Having worked many years in television here and as a viewer squirmed at the really bad local official announcements, I think I can say authoritatively Harry’s got both dysfunction of how the government talks down to us via these inanities while taking a dig at the paternalistic attitude of our rulers. However the film raises more crucial issues.
Firstly the movie which is set in a dystopian Hong Kong in 2025 sent a clear and reasonable message: We are scared of the way you are squeezing us more and more. But it was disregarded by China. Secondly there seems to have been interference in freedom of expression. Thirdly such repeated over-
reactions from the mainland just serves to re-
remind people why they couldn’t stand living in fear under Chinese communist rule and fled to Hong Kong.

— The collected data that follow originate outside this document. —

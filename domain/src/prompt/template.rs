//! Prompt templates for the analysis flow

use crate::analysis::lens::ResearchLens;
use crate::analysis::report::ResearchReport;
use crate::analysis::result::WorkerOutputs;
use crate::analysis::stance::{IndividualAnalysis, Stance};

/// Shared JSON formatting rules appended to every structured-reply prompt.
const JSON_RULES: &str = r#"The JSON object must strictly follow JSON standards. Ensure that any double quotes within string values are properly escaped with a backslash (e.g., "an argument with a \"quoted phrase\" inside")."#;

/// Templates for generating prompts at each stage
pub struct PromptTemplate;

impl PromptTemplate {
    /// Question extraction: market URL → bare binary question
    pub fn question_extraction(market_url: &str) -> String {
        format!(
            "Given this Polymarket URL: {}, what is the specific binary (YES/NO) question being asked? \
Please state the question clearly and concisely, without any additional text or pleasantries.",
            market_url
        )
    }

    /// Specialist worker prompt for one research lens
    pub fn specialist_report(lens: ResearchLens, question: &str) -> String {
        format!(
            r#"{role}

You are a world-class specialist research agent. Your task is to analyze the following prediction market question from your unique perspective: "{question}".

Use Google Search to find the most relevant, up-to-date information.
Present your findings as a JSON object inside a markdown code block (```json ... ```).
{rules}
The JSON object must have three keys:
1. "keyFindings": An array of 3-5 concise, impactful string bullet points summarizing your most important findings.
2. "summary": A 2-3 sentence paragraph explaining your analysis and reasoning.
3. "leaning": A string that must be one of "YES", "NO", or "NEUTRAL", representing your perspective's overall sentiment on the question."#,
            role = lens.role_brief(),
            question = question,
            rules = JSON_RULES,
        )
    }

    /// Dual-stance team prompt: argue one side of the question
    pub fn team_case(stance: Stance, question: &str) -> String {
        let (side, task) = match stance {
            Stance::For => (
                "YES",
                "Build the strongest evidence-based case that this market will resolve YES.",
            ),
            Stance::Against => (
                "NO",
                "Build the strongest evidence-based case that this market will resolve NO.",
            ),
        };

        format!(
            r#"You are a member of the {side} team in a structured debate about the prediction market question: "{question}".

{task}
Use Google Search to ground every argument in current, verifiable information. Be honest about how strong your side really is.

Present your case as a JSON object inside a markdown code block (```json ... ```).
{rules}
The JSON object must have two keys:
1. "arguments": An array of 3-5 concise string arguments supporting the {side} outcome.
2. "confidence": A number from 0-100 expressing how likely the {side} outcome is, given the evidence you found."#,
            side = side,
            question = question,
            task = task,
            rules = JSON_RULES,
        )
    }

    /// Cross-examination prompt: does `current` contradict its siblings?
    pub fn cross_examination(
        question: &str,
        current: &ResearchReport,
        others: &[&ResearchReport],
    ) -> String {
        let lens = current.agent_type.label();

        let mut prompt = format!(
            r#"You are a debate moderator. Analyze the following research report from the "{lens}" agent in the context of reports from other agents on the market question: "{question}".

**{upper} AGENT REPORT:**
- Leaning: {leaning}
- Summary: {summary}

**OTHER AGENT REPORTS:**
"#,
            lens = lens,
            question = question,
            upper = lens.to_uppercase(),
            leaning = current.leaning,
            summary = current.summary,
        );

        for other in others {
            prompt.push_str(&format!(
                "- {} (Leaning: {}): {}\n",
                other.agent_type.label(),
                other.leaning,
                other.summary
            ));
        }

        prompt.push_str(&format!(
            r#"
Your task is to:
1. Identify if the {lens} agent's report significantly contradicts any of the other reports. A simple difference in leaning is not enough; look for opposing facts, reasoning, or conclusions.
2. If there are no major contradictions, return a JSON object with "hasContradiction": false.
3. If there ARE significant contradictions, return a JSON object with:
   - "hasContradiction": true
   - "summary": A 1-2 sentence summary describing the core of the disagreement.
   - "contradictionScore": A number from 0-100 quantifying the severity of the contradiction.

Provide your response as a JSON object inside a markdown code block (```json ... ```)."#,
            lens = lens,
        ));

        prompt
    }

    /// Consensus prompt: fold every worker output into one verdict
    pub fn consensus(question: &str, outputs: &WorkerOutputs) -> String {
        let mut prompt = format!(
            r#"You are a neutral, master Research Orchestrator moderating a debate on the question: "{}". You have received reports from {} AI agents. Your task is to synthesize all findings into a final, definitive consensus report.

Here are the agent reports:

"#,
            question,
            outputs.len()
        );

        prompt.push_str(&Self::consensus_transcript(outputs));

        prompt.push_str(&format!(
            r#"Based on ALL the provided reports, weigh the evidence from each perspective. Identify areas of agreement and contradiction. Determine the most likely outcome.
Present your final analysis as a JSON object inside a markdown code block (```json ... ```).
{}
The JSON object must have three keys:
1. "outcome": a string which must be one of "YES", "NO", or "UNCERTAIN".
2. "confidence": a number from 0-100 representing certainty in your final synthesized conclusion.
3. "summary": a concise string (3-4 sentences) explaining your reasoning, highlighting how you synthesized the different perspectives to reach your conclusion."#,
            JSON_RULES
        ));

        prompt
    }

    /// Transcript section of the consensus prompt, one block per worker
    pub fn consensus_transcript(outputs: &WorkerOutputs) -> String {
        let mut transcript = String::new();

        match outputs {
            WorkerOutputs::Specialist(reports) => {
                for report in reports {
                    transcript.push_str(&format!(
                        "--- REPORT FROM {} AGENT ---\n",
                        report.agent_type.label().to_uppercase()
                    ));
                    transcript.push_str(&format!("Leaning: {}\n", report.leaning));
                    transcript.push_str(&format!("Summary: {}\n", report.summary));
                    transcript.push_str(&format!(
                        "Key Findings:\n{}\n",
                        bullet_list(&report.key_findings)
                    ));
                    if let Some(debate) = &report.debate {
                        transcript.push_str(&format!(
                            "Point of Contention (severity {}/100): {}\n",
                            debate.contradiction_score, debate.summary
                        ));
                    }
                    transcript.push_str("------------------------------------------\n\n");
                }
            }
            WorkerOutputs::DualStance(analyses) => {
                for (i, analysis) in analyses.iter().enumerate() {
                    transcript.push_str(&Self::analysis_block(i + 1, analysis));
                }
            }
        }

        transcript
    }

    fn analysis_block(index: usize, analysis: &IndividualAnalysis) -> String {
        format!(
            "--- ANALYST {} ({}) ---\n\
YES team (confidence {}/100):\n{}\n\
NO team (confidence {}/100):\n{}\n\
------------------------------------------\n\n",
            index,
            analysis.agent_model,
            analysis.yes_team.confidence,
            bullet_list(&analysis.yes_team.arguments),
            analysis.no_team.confidence,
            bullet_list(&analysis.no_team.arguments),
        )
    }
}

fn bullet_list(items: &[String]) -> String {
    items
        .iter()
        .map(|item| format!("- {}", item))
        .collect::<Vec<_>>()
        .join("\n")
}

#[cfg(test)]
mod tests {
    use super::*;
    use crate::analysis::report::{Debate, Leaning, ReportPayload};
    use crate::analysis::stance::TeamAnalysis;
    use crate::core::model::Model;

    fn report(lens: ResearchLens, leaning: Leaning, summary: &str) -> ResearchReport {
        ResearchReport::from_payload(
            lens,
            ReportPayload {
                key_findings: vec![format!("{} finding", lens.label())],
                summary: summary.to_string(),
                leaning,
            },
            vec![],
        )
    }

    #[test]
    fn test_question_extraction_contains_url() {
        let prompt = PromptTemplate::question_extraction("https://polymarket.com/event/x");
        assert!(prompt.contains("https://polymarket.com/event/x"));
        assert!(prompt.contains("binary (YES/NO)"));
    }

    #[test]
    fn test_specialist_prompt_has_role_and_keys() {
        let prompt = PromptTemplate::specialist_report(ResearchLens::Finance, "Will X?");
        assert!(prompt.starts_with("As a Financial Analyst"));
        assert!(prompt.contains("\"Will X?\""));
        assert!(prompt.contains("\"keyFindings\""));
        assert!(prompt.contains("\"leaning\""));
    }

    #[test]
    fn test_team_prompts_differ_by_side() {
        let yes = PromptTemplate::team_case(Stance::For, "Will X?");
        let no = PromptTemplate::team_case(Stance::Against, "Will X?");
        assert!(yes.contains("YES team"));
        assert!(no.contains("NO team"));
        assert!(yes.contains("\"confidence\""));
    }

    #[test]
    fn test_cross_examination_lists_only_others() {
        let current = report(ResearchLens::SocialMedia, Leaning::Yes, "Buzz is positive.");
        let finance = report(ResearchLens::Finance, Leaning::No, "Markets are bearish.");
        let news = report(ResearchLens::WebSearch, Leaning::Neutral, "News is mixed.");

        let prompt =
            PromptTemplate::cross_examination("Will X?", &current, &[&finance, &news]);
        assert!(prompt.contains("**SOCIAL MEDIA AGENT REPORT:**"));
        assert!(prompt.contains("- Finance (Leaning: NO): Markets are bearish."));
        assert!(prompt.contains("- Web Search/News (Leaning: NEUTRAL): News is mixed."));
        assert!(!prompt.contains("- Social Media (Leaning"));
    }

    #[test]
    fn test_consensus_includes_debate() {
        let contested = report(ResearchLens::Finance, Leaning::No, "Bearish.").with_debate(Debate {
            summary: "Finance opposes social sentiment.".into(),
            contradiction_score: 70,
        });
        let outputs = WorkerOutputs::Specialist(vec![
            report(ResearchLens::SocialMedia, Leaning::Yes, "Bullish."),
            contested,
        ]);
        let prompt = PromptTemplate::consensus("Will X?", &outputs);
        assert!(prompt.contains("reports from 2 AI agents"));
        assert!(prompt.contains("--- REPORT FROM FINANCE AGENT ---"));
        assert!(prompt.contains("Point of Contention (severity 70/100)"));
        assert!(prompt.contains("- Social Media finding"));
        assert!(prompt.contains("\"UNCERTAIN\""));
    }

    #[test]
    fn test_consensus_dual_stance_transcript() {
        let analysis = IndividualAnalysis::new(
            Model::Gemini25Flash,
            TeamAnalysis {
                arguments: vec!["Polls favour YES".into()],
                confidence: 64,
            },
            TeamAnalysis {
                arguments: vec!["Funding is short".into()],
                confidence: 41,
            },
        );
        let transcript =
            PromptTemplate::consensus_transcript(&WorkerOutputs::DualStance(vec![analysis]));
        assert!(transcript.contains("--- ANALYST 1 (gemini-2.5-flash) ---"));
        assert!(transcript.contains("YES team (confidence 64/100):\n- Polls favour YES"));
        assert!(transcript.contains("NO team (confidence 41/100):\n- Funding is short"));
    }
}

The reaction from China proved the film theme’s poignancy but there was more. When  “Ten Years” cinema’s screenings were abruptly stopped while it was in the middle of a runaway success, for spurious reasons, many rightly smelt a rat. It’s one thing to criticize a film, ban mainland viewing of this year’s Hong Kong Film Awards but another to censor what can and cannot be seen at Hong Kong cinemas. Freedom of expression is supposedly guaranteed under the Basic Law.
The logic seems like this. You had made a film which misrepresents Hong Kong people’s views and sheds a bad light on the relationship between the SAR and Beijing therefore regardless of freedom of expression it should not be shown.
This disregards salient facts. The film – although it was not of the highest artistic merit in terms of cinema art in the traditional senses – was a huge commercial success in the short time it was screened, touching a raw nerve among the people and certainly among industry professionals too. The proof of that was the awarding of Best Film; more, the crowd at the ceremony were united in enthusiastic applause when the winner was announced. The local naysaying counter-reactions criticizing the award to “Ten Years” came mostly from film moguls with big fingers in the mainland film pie. The voters for the award and audience knew too that this sort of film for local audiences would perhaps not be easily made again. In which case it was something of a last hurrah for what has become a dying industry; films tailored to local preoccupations, as opposed to those aimed at the mainland market.
Of course there’s no proof that the film did not continue to be shown by the direct intervention of mainland officials, or whether it was self-censorship but that’s immaterial. The same motivation would be at work in both scenarios – do not jeopardize your film industry collaborations with us.
Yes the shoe-string budget film could have been done much better; no one denies that. Moreover it’s been criticized for the highly exaggerated possible future it purports to show in 2025; for example with Red Guard kids policing here according to mainland politically correct values. But that’s not too far from the historical reality of many here before they left China and reflective of the fears of growing erosion of freedoms here and of ever-increasing mainland influence.
It’s long been said that just because you don’t like the message it’s no use shooting the messenger.